Poland: Celebration of the 80th anniversary of the martyrdom of St. Edith Stein
Patroness Saint of Europe
Cardinal Michael Czerny, Prefect of the Vatican’s Dicastery for Promoting Integral Human Development, took part in ceremonies commemorating the 80th anniversary of the martyrdom of St. Teresa Benedicta of the Cross (Edith Stein) in Oswiecim (Auschwitz). The Breslau-born Catholic of Jewish descent was murdered in the Auschwitz-Birkenau German death camp on August 9, 1942. Pope John Paul II declared her a saint and co-patroness of Europe.
“Let us now set out on the path that St. Edith Stein traveled as the last in her life, right here in Auschwitz-Birkenau, eighty years ago. May our unified prayer be an important contribution to building a truly fraternal society in Europe, which today, is stricken by a cruel war in Ukraine, caused by a ruthless aggressor which is Russia,” said Metropolitan Archbishop Jędraszewski of Krakow as he began the prayer route, which led along the main railroad ramp inside the former camp.
The archbishop of Krakow also referred to the person of the Polish martyr St. Maximilian Kolbe, who volunteered to offer his life in place of a distraught father of a family at Auschwitz-Birkenau in late July 1941. He was killed by phenol injection on August 14, 1941.

Probably because of the similarity of their fates, (…) John Paul II said: »I was always convinced that these two martyrs of Auschwitz together would lead us into the future: Maximilian Mary Kolbe and Edith Stein — St Teresa Benedicta of the Cross«,” Archbishop Jedraszewski stressed.
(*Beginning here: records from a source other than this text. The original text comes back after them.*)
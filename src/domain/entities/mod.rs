//! # Domain Entities
//!
//! - [`Quote`]: a quotation with its denormalized like counter
//! - [`QuoteLike`]: one user's like of one quote

pub mod quote;
pub mod quote_like;

pub use quote::Quote;
pub use quote_like::{NewQuoteLike, QuoteLike};
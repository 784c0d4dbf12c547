//! # Like Service
//!
//! Toggles a user's like on a quote and keeps the quote's denormalized
//! `likes` counter consistent with the membership rows.
//!
//! Each operation runs inside one [`LikeUnitOfWork`]: the membership write and
//! the counter write commit together, and any early return drops the unit of
//! work, which rolls it back.

use crate::application::error::{QuoteError, QuoteResult};
use crate::domain::entities::NewQuoteLike;
use crate::domain::value_objects::{QuoteId, UserId};
use crate::infrastructure::persistence::traits::{QuoteLikeRepository, RepositoryError};
use serde::{Deserialize, Serialize};
use std::sync::Arc;

/// What to do when a user likes a quote they already like.
#[derive(Debug, Clone, Copy, Default, PartialEq, Eq, Serialize, Deserialize)]
#[serde(rename_all = "lowercase")]
pub enum DuplicateLikePolicy {
    /// Surface the existing row as a persistence error.
    #[default]
    Reject,
    /// Succeed without changing anything; `like_quote` returns `false`.
    Idempotent,
}

/// Like/unlike operations with counter bookkeeping.
#[derive(Debug)]
pub struct LikeService {
    likes: Arc<dyn QuoteLikeRepository>,
    policy: DuplicateLikePolicy,
}

impl LikeService {
    /// Creates a service with the default [`DuplicateLikePolicy::Reject`].
    #[must_use]
    pub fn new(likes: Arc<dyn QuoteLikeRepository>) -> Self {
        Self::with_policy(likes, DuplicateLikePolicy::default())
    }

    /// Creates a service with an explicit duplicate-like policy.
    #[must_use]
    pub fn with_policy(likes: Arc<dyn QuoteLikeRepository>, policy: DuplicateLikePolicy) -> Self {
        Self { likes, policy }
    }

    /// Returns the duplicate-like policy.
    #[must_use]
    pub fn policy(&self) -> DuplicateLikePolicy {
        self.policy
    }

    /// Records a like and increments the quote's counter.
    ///
    /// Returns `true` when the like was recorded.
    ///
    /// # Errors
    ///
    /// - `QuoteError::Argument` if either id is absent
    /// - `QuoteError::Persistence` if the like already exists (under
    ///   [`DuplicateLikePolicy::Reject`]), the quote does not exist, or the
    ///   store fails
    pub async fn like_quote(&self, user_id: &str, quote_id: Option<QuoteId>) -> QuoteResult<bool> {
        let (user, quote) = validate(user_id, quote_id)?;
        let mut uow = self.likes.begin().await?;

        if uow.find_like(&user, quote).await?.is_some() {
            return self.on_duplicate(&user, quote);
        }

        match uow.insert_like(NewQuoteLike::now(user.clone(), quote)).await {
            Ok(_) => {}
            Err(e) if e.is_duplicate() => return self.on_duplicate(&user, quote),
            Err(e) => {
                tracing::error!(error = %e, user_id = %user, quote_id = %quote, "failed to insert like");
                return Err(e.into());
            }
        }

        if !uow.increment_likes(quote).await? {
            tracing::warn!(user_id = %user, quote_id = %quote, "like on missing quote rolled back");
            return Err(QuoteError::persistence(format!("quote {quote} does not exist"))
                .caused_by(RepositoryError::not_found("Quote", quote.to_string())));
        }

        uow.commit().await?;
        tracing::debug!(user_id = %user, quote_id = %quote, "quote liked");
        Ok(true)
    }

    /// Removes a like and decrements the quote's counter.
    ///
    /// Returns `false` without touching the counter when the user had not
    /// liked the quote or the row was gone by the time it was deleted;
    /// otherwise returns whether the decrement applied.
    ///
    /// # Errors
    ///
    /// - `QuoteError::Argument` if either id is absent
    /// - `QuoteError::Persistence` if the store fails
    pub async fn unlike_quote(
        &self,
        user_id: &str,
        quote_id: Option<QuoteId>,
    ) -> QuoteResult<bool> {
        let (user, quote) = validate(user_id, quote_id)?;
        let mut uow = self.likes.begin().await?;

        if uow.find_like(&user, quote).await?.is_none() {
            return Ok(false);
        }

        if !uow.delete_like(&user, quote).await? {
            tracing::debug!(user_id = %user, quote_id = %quote, "like already removed by a concurrent unlike");
            return Ok(false);
        }
        let decremented = uow.decrement_likes(quote).await?;
        uow.commit().await?;

        if !decremented {
            tracing::warn!(quote_id = %quote, "like removed but counter was already zero");
        }
        Ok(decremented)
    }

    /// Returns whether the user has liked the quote.
    ///
    /// # Errors
    ///
    /// - `QuoteError::Argument` if either id is absent
    /// - `QuoteError::Persistence` if the store fails
    pub async fn check_user_like(
        &self,
        user_id: &str,
        quote_id: Option<QuoteId>,
    ) -> QuoteResult<bool> {
        let (user, quote) = validate(user_id, quote_id)?;
        Ok(self.likes.find_like(&user, quote).await?.is_some())
    }

    fn on_duplicate(&self, user: &UserId, quote: QuoteId) -> QuoteResult<bool> {
        match self.policy {
            DuplicateLikePolicy::Reject => {
                tracing::error!(user_id = %user, quote_id = %quote, "like already exists");
                Err(QuoteError::persistence("like already exists").caused_by(
                    RepositoryError::duplicate("QuoteLike", format!("({user}, {quote})")),
                ))
            }
            DuplicateLikePolicy::Idempotent => Ok(false),
        }
    }
}

fn validate(user_id: &str, quote_id: Option<QuoteId>) -> QuoteResult<(UserId, QuoteId)> {
    let quote = quote_id.ok_or_else(|| QuoteError::argument("user id and quote id are required"))?;
    let user = UserId::new(user_id)
        .map_err(|e| QuoteError::argument("user id and quote id are required").caused_by(e))?;
    Ok((user, quote))
}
During the ceremony, a letter from Bishop Bertram Meier of Augsburg was read, which stated: “What a man without God and acting against God is capable of, we see in this place. What a man who opens himself to God is capable of, St. Teresa Benedicta of the Cross shows us, and alongside her all those who were and are bearers of hope in inhuman conditions.” The bishop also stressed the importance of Poles and Germans participating together in the ceremony.
Prayer for peace at the Center for Dialogue and Prayer and Mass presided over by Cardinal Czerny at the Carmelite Sisters Convent at Auschwitz were scheduled for the afternoon.
Edith Stein was born on October 12, 1891, in Breslau in a Jewish family. At the age of 30, she converted to Catholicism. After 12 years, she became a Carmelite nun under the name Teresa Benedicta of the Cross. Just a week after her arrest, she was murdered in the gas chamber at Birkenau on August 9, 1942.
Teresa Benedicta is the first Jewish woman to be declared a saint after converting to Catholicism. At the turn of the millennium, John Paul II declared her co-patroness of Europe.